Our Kitchen sink is old, white, and downright disgusting. Its held by ceramic tiles all around it and self-replacing it is not a project I want to tackle now. I tried painting it with regular white paint and doh! does it look ugly! In home-depot I came across a epoxy spray paint which can be sprayed on to give the sink a new look. My questions...
1) Does it really work? or am I wasting my time?
2) It says that the vapors are extremely harmful and can cause nervous system damage and stuff. If I decide to do it, can I pull it off with a dust mask or should I be using a oxygen mask and stuff? 

thanks
Sam


----------



## mazzonetv (Feb 25, 2009)

I would suggest a respirator designed for paint fumes - this stuff has a VERY strong odor. They make it in a brush on as well which is easier to control. The epoxy is the only way to go, I believe they tell you to wait 5 days or so after application before using the sink. If you use the spray, make sure you mask off and cover EVERYTHING in the room.


----------



## emperor_black (Jul 13, 2009)

Thanks for the reply mazzonetv. The brush on, I'm just afraid that it will not give as good results as the spray on. Am I wrong in that assumption? I have painted door frames before and can handle a brush pretty well. Should I just get the brush on type? 

There were two types of epoxy paints in Home-depot. one says we have to wait 5 days. the other says the sink can be used within hours. The 5-day dry time one costs lesser than the other.


----------



## mazzonetv (Feb 25, 2009)

Sorry for the delay in responding. I'm not familiar with any of the epoxy that can be used in hours.

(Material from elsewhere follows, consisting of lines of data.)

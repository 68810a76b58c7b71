use super::*;
use bluff_auction::*;
use bluff_core::*;
use std::sync::Arc;
use tokio::sync::mpsc::UnboundedSender;

/// Live match coordinator.
/// Imperative shell that owns an [`Engine`] (functional core) from the
/// moment the ledger accepts the match until it concludes or fails.
pub struct Room {
    id: MatchId,
    ledger: Arc<dyn Ledger>,
    events: Option<UnboundedSender<Event>>,
    engine: Engine<Seating>,
}

impl Room {
    /// Create the match. Failures here surface to the caller and leave
    /// nothing behind on the ledger.
    pub async fn open(
        ledger: Arc<dyn Ledger>,
        rules: Rules,
        players: [Box<dyn Strategy>; 2],
        events: Option<UnboundedSender<Event>>,
    ) -> Result<Self, MatchError> {
        let engine = Engine::open(ledger.clone(), rules, players, events.clone())
            .await
            .map_err(MatchError::Create)?;
        Ok(Self {
            id: engine.id(),
            ledger,
            events,
            engine,
        })
    }
    pub fn id(&self) -> MatchId {
        self.id
    }
}

impl Room {
    /// Join, play every round, and read the verdict. On failure the match
    /// is cancelled if nobody joined it; otherwise it is left as the
    /// ledger has it.
    pub async fn run(self) -> Result<MatchResult, MatchError> {
        let Self {
            id,
            ledger,
            events,
            engine,
        } = self;
        log::debug!("[room #{}] starting", id);
        match Self::play(engine).await {
            Ok(result) => {
                log::info!("[room #{}] game over", id);
                Ok(result)
            }
            Err(error) => {
                log::error!("[room #{}] {}", id, error);
                Self::abort(ledger.as_ref(), id).await;
                if let Some(tx) = events {
                    let _ = tx.send(Event::Aborted {
                        id,
                        reason: error.to_string(),
                    });
                }
                Err(error)
            }
        }
    }
    async fn play(engine: Engine<Seating>) -> Result<MatchResult, MatchError> {
        let mut engine = engine.join().await.map_err(MatchError::Join)?;
        for _ in 0..engine.rules().rounds {
            let round = engine.round();
            let played = engine
                .play()
                .await
                .map_err(|source| MatchError::Round { round, source })?;
            if played.is_none() {
                break;
            }
        }
        let engine = engine.conclude().await.map_err(MatchError::Conclude)?;
        Ok(engine.result())
    }
    async fn abort(ledger: &dyn Ledger, id: MatchId) {
        match ledger.state(id).await {
            Ok(snapshot) if snapshot.status == Status::Waiting => match ledger.cancel(id).await {
                Ok(()) => log::info!("[room #{}] cancelled, deposit refunded", id),
                Err(e) => log::error!("[room #{}] cancel failed: {}", id, e),
            },
            Ok(snapshot) => log::warn!("[room #{}] left {} on the ledger", id, snapshot.status),
            Err(e) => log::error!("[room #{}] state unreadable after failure: {}", id, e),
        }
    }
}

/// Where a match stopped.
#[derive(Debug)]
pub enum MatchError {
    Create(LedgerError),
    Join(LedgerError),
    Round { round: Round, source: LedgerError },
    Conclude(LedgerError),
}

impl MatchError {
    pub fn ledger(&self) -> &LedgerError {
        match self {
            Self::Create(e) | Self::Join(e) | Self::Conclude(e) => e,
            Self::Round { source, .. } => source,
        }
    }
}

impl std::fmt::Display for MatchError {
    fn fmt(&self, f: &mut std::fmt::Formatter<'_>) -> std::fmt::Result {
        match self {
            Self::Create(e) => write!(f, "create failed: {}", e),
            Self::Join(e) => write!(f, "join failed: {}", e),
            Self::Round { round, source } => write!(f, "round {} failed: {}", round, source),
            Self::Conclude(e) => write!(f, "conclude failed: {}", e),
        }
    }
}

impl std::error::Error for MatchError {
    fn source(&self) -> Option<&(dyn std::error::Error + 'static)> {
        Some(self.ledger())
    }
}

I am familiar with the 5 day stuff and I've only used the brush on. The brush on leaves a nice finish but maybe the spray is worth a shot - unfortunately I don't have any experience with it. If you use the brush on just follow the directions and remember not to mess around with it. Apply it and let it level off and dry. If you keep messing with it you will see brush marks.

good luck.


----------